Study of the electrooxidation of borohydride on a directly formed CoB/Ni-foam electrode and its application in membraneless direct borohydride fuel cells

Abstract

As a promising energy source, direct borohydride fuel cells (DBFCs) have attracted a lot of attention. Since the electrooxidation of BH₄⁻ always accompanies the hydrolysis reaction, the energy density of DBFCs is closely related to the composition and structure of the anode. The formation of hydrogen formed by the hydrolysis of BH₄⁻ and the high exothermic nature of the reaction, as well as the strong basicity of the fuel, bring strict demands for the stability of the anode. Consequently, the designation and fabrication of an ideal anode are effective routes to enhance the performance of DBFCs.
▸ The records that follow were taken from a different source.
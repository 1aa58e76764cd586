// Copyright (C) 2025 Vince Vasta
// SPDX-License-Identifier: Apache-2.0

//! Hand ranks lookup tables.
//!
//! There are 7462 distinct 5-cards hands, the tables map the prime product
//! signature of a hand to its rank, with 1 the royal flush and 7462 the
//! 7-5-4-3-2 unsuited. Flushes are looked up by the product of the primes of
//! their rank pattern, all other hands by the product of the cards primes,
//! see [Card](showdown_cards::Card) for the cards encoding.
use ahash::AHashMap;
use log::debug;
use showdown_cards::{PRIMES, prime_product_from_rankbits};

/// Worst straight flush rank.
pub const MAX_STRAIGHT_FLUSH: u16 = 10;
/// Worst four of a kind rank.
pub const MAX_FOUR_OF_A_KIND: u16 = 166;
/// Worst full house rank.
pub const MAX_FULL_HOUSE: u16 = 322;
/// Worst flush rank.
pub const MAX_FLUSH: u16 = 1599;
/// Worst straight rank.
pub const MAX_STRAIGHT: u16 = 1609;
/// Worst three of a kind rank.
pub const MAX_THREE_OF_A_KIND: u16 = 2467;
/// Worst two pair rank.
pub const MAX_TWO_PAIR: u16 = 3325;
/// Worst pair rank.
pub const MAX_PAIR: u16 = 6185;
/// Worst high card rank, this is also the worst rank.
pub const MAX_HIGH_CARD: u16 = 7462;

/// Rank patterns of the straights from the ace high to the wheel.
const STRAIGHTS: [u32; 10] = [
    0x1F00, 0x0F80, 0x07C0, 0x03E0, 0x01F0, 0x00F8, 0x007C, 0x003E, 0x001F, 0x100F,
];

/// The flushes and unsuited lookup tables.
///
/// The tables are built once, usually at startup, and are read only after
/// construction so that a table can be shared by evaluators running on
/// different threads.
#[derive(Debug, Clone)]
pub struct LookupTable {
    flush: AHashMap<u32, u16>,
    unsuited: AHashMap<u32, u16>,
}

impl LookupTable {
    /// Number of entries in the flushes table.
    pub const FLUSH_ENTRIES: usize = 1287;
    /// Number of entries in the unsuited table.
    pub const UNSUITED_ENTRIES: usize = 6175;

    /// Builds the lookup tables.
    pub fn new() -> Self {
        let mut table = Self {
            flush: AHashMap::with_capacity(Self::FLUSH_ENTRIES),
            unsuited: AHashMap::with_capacity(Self::UNSUITED_ENTRIES),
        };

        table.add_distinct_ranks();
        table.add_multiples();

        debug!(
            "Built lookup tables flush={} unsuited={}",
            table.flush.len(),
            table.unsuited.len()
        );

        table
    }

    /// The rank of a flush given the prime product of its rank pattern.
    #[inline]
    pub fn flush_rank(&self, prime_product: u32) -> Option<u16> {
        self.flush.get(&prime_product).copied()
    }

    /// The rank of a non flush hand given the prime product of its cards.
    #[inline]
    pub fn unsuited_rank(&self, prime_product: u32) -> Option<u16> {
        self.unsuited.get(&prime_product).copied()
    }

    /// Number of entries in the flushes table.
    pub fn flush_len(&self) -> usize {
        self.flush.len()
    }

    /// Number of entries in the unsuited table.
    pub fn unsuited_len(&self) -> usize {
        self.unsuited.len()
    }

    /// Adds hands with five distinct ranks, these are the straight flushes
    /// and flushes in the flush table, and the straights and high cards in
    /// the unsuited table as they share the same rank patterns.
    fn add_distinct_ranks(&mut self) {
        let straights = STRAIGHTS.map(prime_product_from_rankbits);
        let last = fill(&mut self.flush, 1, straights);
        debug_assert_eq!(last, MAX_STRAIGHT_FLUSH);

        let last = fill(&mut self.unsuited, MAX_FLUSH + 1, straights);
        debug_assert_eq!(last, MAX_STRAIGHT);

        let others = || {
            rank_patterns(5, 0)
                .filter(|p| !STRAIGHTS.contains(p))
                .map(prime_product_from_rankbits)
        };

        let last = fill(&mut self.flush, MAX_FULL_HOUSE + 1, others());
        debug_assert_eq!(last, MAX_FLUSH);

        let last = fill(&mut self.unsuited, MAX_PAIR + 1, others());
        debug_assert_eq!(last, MAX_HIGH_CARD);
    }

    /// Adds hands with at least a pair, these never make a flush.
    fn add_multiples(&mut self) {
        let quads = ranks_desc().flat_map(|quad| {
            ranks_desc()
                .filter(move |&kicker| kicker != quad)
                .map(move |kicker| PRIMES[quad].pow(4) * PRIMES[kicker])
        });
        let last = fill(&mut self.unsuited, MAX_STRAIGHT_FLUSH + 1, quads);
        debug_assert_eq!(last, MAX_FOUR_OF_A_KIND);

        let full_houses = ranks_desc().flat_map(|trips| {
            ranks_desc()
                .filter(move |&pair| pair != trips)
                .map(move |pair| PRIMES[trips].pow(3) * PRIMES[pair].pow(2))
        });
        let last = fill(&mut self.unsuited, MAX_FOUR_OF_A_KIND + 1, full_houses);
        debug_assert_eq!(last, MAX_FULL_HOUSE);

        let trips = ranks_desc().flat_map(|trips| {
            rank_patterns(2, 1 << trips)
                .map(move |kickers| PRIMES[trips].pow(3) * prime_product_from_rankbits(kickers))
        });
        let last = fill(&mut self.unsuited, MAX_STRAIGHT + 1, trips);
        debug_assert_eq!(last, MAX_THREE_OF_A_KIND);

        let two_pairs = rank_patterns(2, 0).flat_map(|pairs| {
            ranks_desc()
                .filter(move |&kicker| pairs & (1 << kicker) == 0)
                .map(move |kicker| prime_product_from_rankbits(pairs).pow(2) * PRIMES[kicker])
        });
        let last = fill(&mut self.unsuited, MAX_THREE_OF_A_KIND + 1, two_pairs);
        debug_assert_eq!(last, MAX_TWO_PAIR);

        let pairs = ranks_desc().flat_map(|pair| {
            rank_patterns(3, 1 << pair)
                .map(move |kickers| PRIMES[pair].pow(2) * prime_product_from_rankbits(kickers))
        });
        let last = fill(&mut self.unsuited, MAX_TWO_PAIR + 1, pairs);
        debug_assert_eq!(last, MAX_PAIR);
    }
}

impl Default for LookupTable {
    fn default() -> Self {
        Self::new()
    }
}

/// Rank indices from the ace down to the deuce.
fn ranks_desc() -> impl Iterator<Item = usize> + Clone {
    (0..PRIMES.len()).rev()
}

/// All 13 bits rank patterns with `count` bits set that don't overlap
/// `exclude`, from the strongest to the weakest.
///
/// Patterns with the same number of bits sorted in descending numeric order
/// are sorted by their highest rank, then the next highest, and so on.
fn rank_patterns(count: u32, exclude: u32) -> impl Iterator<Item = u32> {
    (0..1u32 << PRIMES.len())
        .rev()
        .filter(move |p| p.count_ones() == count && p & exclude == 0)
}

/// Assigns consecutive ranks starting from `first` to each product and
/// returns the last assigned rank.
fn fill<I>(map: &mut AHashMap<u32, u16>, first: u16, products: I) -> u16
where
    I: IntoIterator<Item = u32>,
{
    let mut rank = first;
    for product in products {
        let prev = map.insert(product, rank);
        debug_assert!(prev.is_none(), "duplicate product {product}");
        rank += 1;
    }

    rank - 1
}
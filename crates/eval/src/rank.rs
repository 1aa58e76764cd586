// Copyright (C) 2025 Vince Vasta
// SPDX-License-Identifier: Apache-2.0

//! Hand ranks and rank classes.
use serde::{Deserialize, Serialize};
use std::fmt;

use crate::{
    EvalError,
    table::{
        MAX_FLUSH, MAX_FOUR_OF_A_KIND, MAX_FULL_HOUSE, MAX_HIGH_CARD, MAX_PAIR,
        MAX_STRAIGHT, MAX_STRAIGHT_FLUSH, MAX_THREE_OF_A_KIND, MAX_TWO_PAIR,
    },
};

/// The rank of a hand in the range [1, 7462].
///
/// Ranks are compared numerically so that a *lower* rank is a *stronger* hand:
///
/// ```
/// # use showdown_eval::*;
/// let royal = HandRank::new(1).unwrap();
/// let worst = HandRank::new(7462).unwrap();
/// assert!(royal < worst);
/// assert!(royal.is_better_than(worst));
/// ```
#[derive(Debug, Clone, Copy, PartialEq, Eq, PartialOrd, Ord, Hash, Serialize, Deserialize)]
#[serde(try_from = "u16", into = "u16")]
pub struct HandRank(u16);

impl HandRank {
    /// The strongest rank, a royal flush.
    pub const BEST: HandRank = HandRank(1);

    /// The weakest rank, 7-5-4-3-2 unsuited.
    pub const WORST: HandRank = HandRank(MAX_HIGH_CARD);

    /// Creates a rank checking it is in the [1, 7462] range.
    pub fn new(value: u16) -> Result<Self, EvalError> {
        if (1..=MAX_HIGH_CARD).contains(&value) {
            Ok(Self(value))
        } else {
            Err(EvalError::InvalidRank(value))
        }
    }

    /// Creates a rank from a lookup table value.
    pub(crate) const fn from_table(value: u16) -> Self {
        Self(value)
    }

    /// The numeric rank value.
    pub fn value(&self) -> u16 {
        self.0
    }

    /// The class for this rank.
    pub fn class(&self) -> RankClass {
        RankClass::all()
            .find(|class| self.0 <= class.max_rank())
            .unwrap_or(RankClass::HighCard)
    }

    /// The fraction of hand classes weaker than this rank, see [percentile].
    pub fn percentile(&self) -> f64 {
        percentile(self.0)
    }

    /// Checks if this hand beats `other`.
    pub fn is_better_than(&self, other: HandRank) -> bool {
        self.0 < other.0
    }
}

impl TryFrom<u16> for HandRank {
    type Error = EvalError;

    fn try_from(value: u16) -> Result<Self, Self::Error> {
        Self::new(value)
    }
}

impl From<HandRank> for u16 {
    fn from(rank: HandRank) -> Self {
        rank.0
    }
}

impl fmt::Display for HandRank {
    fn fmt(&self, f: &mut fmt::Formatter<'_>) -> fmt::Result {
        write!(f, "{} ({})", self.class(), self.0)
    }
}

/// The class of a hand.
#[derive(Debug, Clone, Copy, PartialEq, Eq, PartialOrd, Ord, Hash, Serialize, Deserialize)]
pub enum RankClass {
    /// Five cards in sequence of the same suit.
    StraightFlush = 1,
    /// Four cards of the same rank.
    FourOfAKind,
    /// Three of a kind and a pair.
    FullHouse,
    /// Five cards of the same suit.
    Flush,
    /// Five cards in sequence.
    Straight,
    /// Three cards of the same rank.
    ThreeOfAKind,
    /// Two pairs.
    TwoPair,
    /// Two cards of the same rank.
    Pair,
    /// None of the above.
    HighCard,
}

impl RankClass {
    /// Returns all classes from the strongest to the weakest.
    pub fn all() -> impl DoubleEndedIterator<Item = RankClass> {
        use RankClass::*;
        [
            StraightFlush,
            FourOfAKind,
            FullHouse,
            Flush,
            Straight,
            ThreeOfAKind,
            TwoPair,
            Pair,
            HighCard,
        ]
        .into_iter()
    }

    /// The class id, 1 for a straight flush up to 9 for a high card.
    pub fn id(&self) -> u8 {
        *self as u8
    }

    /// The weakest rank in this class, inclusive.
    pub fn max_rank(&self) -> u16 {
        match self {
            RankClass::StraightFlush => MAX_STRAIGHT_FLUSH,
            RankClass::FourOfAKind => MAX_FOUR_OF_A_KIND,
            RankClass::FullHouse => MAX_FULL_HOUSE,
            RankClass::Flush => MAX_FLUSH,
            RankClass::Straight => MAX_STRAIGHT,
            RankClass::ThreeOfAKind => MAX_THREE_OF_A_KIND,
            RankClass::TwoPair => MAX_TWO_PAIR,
            RankClass::Pair => MAX_PAIR,
            RankClass::HighCard => MAX_HIGH_CARD,
        }
    }

    /// The display name of this class.
    pub fn as_str(&self) -> &'static str {
        match self {
            RankClass::StraightFlush => "Straight Flush",
            RankClass::FourOfAKind => "Four of a Kind",
            RankClass::FullHouse => "Full House",
            RankClass::Flush => "Flush",
            RankClass::Straight => "Straight",
            RankClass::ThreeOfAKind => "Three of a Kind",
            RankClass::TwoPair => "Two Pair",
            RankClass::Pair => "Pair",
            RankClass::HighCard => "High Card",
        }
    }
}

impl fmt::Display for RankClass {
    fn fmt(&self, f: &mut fmt::Formatter<'_>) -> fmt::Result {
        f.write_str(self.as_str())
    }
}

/// Returns the class of a rank.
///
/// Ranks are checked against the classes upper bounds from the strongest class
/// to the weakest, bounds are inclusive. Returns [EvalError::InvalidRank] for 0
/// and ranks above 7462.
pub fn classify(rank: u16) -> Result<RankClass, EvalError> {
    HandRank::new(rank).map(|rank| rank.class())
}

/// Returns the class name for a rank (i.e. "Full House").
pub fn rank_to_string(rank: u16) -> Result<&'static str, EvalError> {
    classify(rank).map(|class| class.as_str())
}

/// The percentile strength of a rank.
///
/// This is `1 - rank / 7462` so a royal flush is close to 1.0 and the worst
/// high card is 0.0.
pub fn percentile(rank: u16) -> f64 {
    1.0 - f64::from(rank) / f64::from(MAX_HIGH_CARD)
}
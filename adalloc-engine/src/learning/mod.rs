//! Online re-estimation of expected return
//!
//! An [`InstantLearner`] takes one gradient step per [`LearningEvent`] and
//! watches its own loss stream through a [`DriftDetector`]. It is owned by a
//! single task behind a [`LearnerHandle`].
//!
//! [`LearningEvent`]: crate::types::LearningEvent

mod actor;
mod drift;
mod learner;

pub use actor::LearnerHandle;
pub use drift::DriftDetector;
pub use learner::{InstantLearner, LearnOutcome, OnlineModelState, ReplaySummary, sigmoid};
pub mod config;
pub mod evaluate;
pub mod replay;
pub mod simulate;
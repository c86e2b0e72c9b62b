//! Write-behind persistence
//!
//! In-memory mutations commit first; the committed rows are then handed to a
//! background writer through an unbounded channel. Producers send while still
//! holding the lock that guarded the commit, so rows for one key arrive in
//! commit order and the last one received is the newest. The writer drains
//! whatever is queued, coalesces variant and registry rows by key, and
//! writes each batch with bounded retry. A crash between commit and flush
//! loses at most the queued batch.

use std::collections::HashMap;
use std::sync::Arc;

use tokio::sync::{mpsc, oneshot};
use tokio::task::JoinHandle;
use tokio_util::sync::CancellationToken;
use tracing::{debug, error, info};

use crate::evaluation::ModelRegistryEntry;
use crate::types::{LearningEvent, Variant, VariantId};

use super::event_log::EventLog;
use super::retry::{RetryPolicy, retry_with_backoff};
use super::store::SnapshotStore;

enum PersistCommand {
    Variant(Variant),
    Registry(Vec<ModelRegistryEntry>),
    Event(LearningEvent),
    Flush(oneshot::Sender<()>),
}

/// Non-blocking sender side of the writer.
///
/// A disabled handle drops everything, which keeps the in-memory engine
/// usable without any storage.
#[derive(Clone, Debug, Default)]
pub struct PersistenceHandle {
    tx: Option<mpsc::UnboundedSender<PersistCommand>>,
}

impl PersistenceHandle {
    pub fn disabled() -> Self {
        Self { tx: None }
    }

    pub fn is_enabled(&self) -> bool {
        self.tx.is_some()
    }

    pub fn record_variant(&self, variant: Variant) {
        self.send(PersistCommand::Variant(variant));
    }

    pub fn record_registry(&self, entries: Vec<ModelRegistryEntry>) {
        if !entries.is_empty() {
            self.send(PersistCommand::Registry(entries));
        }
    }

    pub fn record_event(&self, event: LearningEvent) {
        self.send(PersistCommand::Event(event));
    }

    /// Wait until everything queued before this call has been written
    pub async fn flush(&self) {
        let Some(tx) = &self.tx else { return };
        let (done, rx) = oneshot::channel();
        if tx.send(PersistCommand::Flush(done)).is_ok() {
            let _ = rx.await;
        }
    }

    fn send(&self, command: PersistCommand) {
        if let Some(tx) = &self.tx
            && tx.send(command).is_err()
        {
            debug!("Persistence writer stopped, dropping write");
        }
    }
}

/// Counters reported when the writer stops
#[derive(Debug, Clone, Copy, Default, PartialEq, Eq)]
pub struct WriterStats {
    pub batches_written: u64,
    pub write_failures: u64,
}

#[derive(Default)]
struct Batch {
    variants: HashMap<VariantId, Variant>,
    registry: HashMap<(String, String), ModelRegistryEntry>,
    events: Vec<LearningEvent>,
    waiters: Vec<oneshot::Sender<()>>,
}

impl Batch {
    fn add(&mut self, command: PersistCommand) {
        match command {
            PersistCommand::Variant(variant) => {
                self.variants.insert(variant.id.clone(), variant);
            }
            PersistCommand::Registry(entries) => {
                for entry in entries {
                    self.registry.insert(entry.key(), entry);
                }
            }
            PersistCommand::Event(event) => self.events.push(event),
            PersistCommand::Flush(done) => self.waiters.push(done),
        }
    }

    fn has_writes(&self) -> bool {
        !(self.variants.is_empty() && self.registry.is_empty() && self.events.is_empty())
    }
}

/// Background task that owns the storage backends
pub struct PersistenceWriter {
    store: Option<Arc<dyn SnapshotStore>>,
    event_log: Option<Arc<dyn EventLog>>,
    retry: RetryPolicy,
}

impl PersistenceWriter {
    pub fn new(
        store: Option<Arc<dyn SnapshotStore>>,
        event_log: Option<Arc<dyn EventLog>>,
        retry: RetryPolicy,
    ) -> Self {
        Self {
            store,
            event_log,
            retry,
        }
    }

    /// Spawn the writer.
    ///
    /// With neither a store nor a log configured no task is started and the
    /// returned handle is disabled.
    pub fn spawn(
        self,
        shutdown: CancellationToken,
    ) -> (PersistenceHandle, Option<JoinHandle<WriterStats>>) {
        if self.store.is_none() && self.event_log.is_none() {
            return (PersistenceHandle::disabled(), None);
        }
        let (tx, rx) = mpsc::unbounded_channel();
        let task = tokio::spawn(self.run(rx, shutdown));
        (PersistenceHandle { tx: Some(tx) }, Some(task))
    }

    async fn run(
        self,
        mut rx: mpsc::UnboundedReceiver<PersistCommand>,
        shutdown: CancellationToken,
    ) -> WriterStats {
        info!("Persistence writer starting");
        let mut stats = WriterStats::default();
        loop {
            let first = tokio::select! {
                biased;

                _ = shutdown.cancelled() => None,
                command = rx.recv() => command,
            };
            let Some(first) = first else { break };

            let mut batch = Batch::default();
            batch.add(first);
            while let Ok(command) = rx.try_recv() {
                batch.add(command);
            }
            self.write_batch(batch, &mut stats).await;
        }

        // Flush what was committed before shutdown
        rx.close();
        let mut batch = Batch::default();
        while let Ok(command) = rx.try_recv() {
            batch.add(command);
        }
        self.write_batch(batch, &mut stats).await;

        info!(
            batches = stats.batches_written,
            failures = stats.write_failures,
            "Persistence writer stopped"
        );
        stats
    }

    async fn write_batch(&self, batch: Batch, stats: &mut WriterStats) {
        if batch.has_writes() {
            let mut failed = false;

            if let Some(store) = &self.store {
                if !batch.variants.is_empty() {
                    let rows: Vec<_> = batch.variants.into_values().collect();
                    let result =
                        retry_with_backoff(self.retry, "save_variants", || store.save_variants(&rows))
                            .await;
                    if let Err(e) = result {
                        error!(error = %e, rows = rows.len(), "Failed to persist variants");
                        failed = true;
                    }
                }
                if !batch.registry.is_empty() {
                    let rows: Vec<_> = batch.registry.into_values().collect();
                    let result =
                        retry_with_backoff(self.retry, "save_registry", || store.save_registry(&rows))
                            .await;
                    if let Err(e) = result {
                        error!(error = %e, rows = rows.len(), "Failed to persist registry");
                        failed = true;
                    }
                }
            }

            if let Some(log) = &self.event_log
                && !batch.events.is_empty()
            {
                let result =
                    retry_with_backoff(self.retry, "append_events", || log.append(&batch.events))
                        .await;
                if let Err(e) = result {
                    error!(error = %e, events = batch.events.len(), "Failed to append events");
                    failed = true;
                }
            }

            if failed {
                stats.write_failures += 1;
            } else {
                stats.batches_written += 1;
            }
        }

        for waiter in batch.waiters {
            let _ = waiter.send(());
        }
    }
}
use crate::bandit::{
    AllocationDecision, DecayReport, DecayScheduler, RoasWeighted, ThompsonSampler, ValueScorer,
    VariantStore, decay_all,
};
use crate::config::EngineConfig;
use crate::error::Result;
use crate::evaluation::{
    ArtifactLoader, ChampionChallengerEvaluator, EvaluationCycle, EvaluationSource,
    JsonArtifactLoader, ModelPromotion, ModelRegistry, TestSet,
};
use crate::learning::{InstantLearner, LearnOutcome, LearnerHandle, OnlineModelState};
use crate::persistence::{
    EventLog, PersistenceHandle, PersistenceWriter, RetryPolicy, SnapshotStore, WriterStats,
    retry_with_backoff,
};
use crate::types::{Feedback, OutcomeMetrics, VariantId, VariantStats, validate_update};

/// Result of one feedback fan-out
#[derive(Debug, Clone, PartialEq, Serialize, Deserialize)]
pub struct FeedbackOutcome {
    pub variant: VariantStats,
    pub learning: LearnOutcome,
}

/// Builder for [`AllocationEngine`]
pub struct EngineBuilder {
    config: EngineConfig,
    snapshot_store: Option<Arc<dyn SnapshotStore>>,
    event_log: Option<Arc<dyn EventLog>>,
    loader: Option<Arc<dyn ArtifactLoader>>,
    scorer: Option<Arc<dyn ValueScorer>>,
    evaluation_source: Option<Arc<dyn EvaluationSource>>,
}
By comprehensive consideration of convenience, the electric/thermal conductivity of the electrode, the diffusion of the reactants/products and the effective cost, the electroless plating method was adopted and a CoB anode was directly formed on a Ni-foam substrate. The anode showed high electrocatalytic activities from electrooxidation of NaBH₄ with a low CoB loading amount. Especially, the anode showed distinct stability compared to the CoB plate prepared by the pressed method and the catalytic activity could retain 65% after an accelerated life time test of 500 cyclic voltammetry cycles, which was due to the strong interactions between the CoB particles and Ni-foam substrate. Among all the investigated anodes, the CoB/Ni-foam electroless anode deposited for 7 times showed the best performance. It was applied in a membraneless DBFC which showed a maximum power density of 230 mW cm⁻² in 1 mol L⁻¹ NaBH₄ + 3 mol L⁻¹ NaOH at 313 K. These characteristics allowed the electroless plating CoB/Ni-foam catalyst to exhibit enormous potential as an anode for practical applications in DBFCs.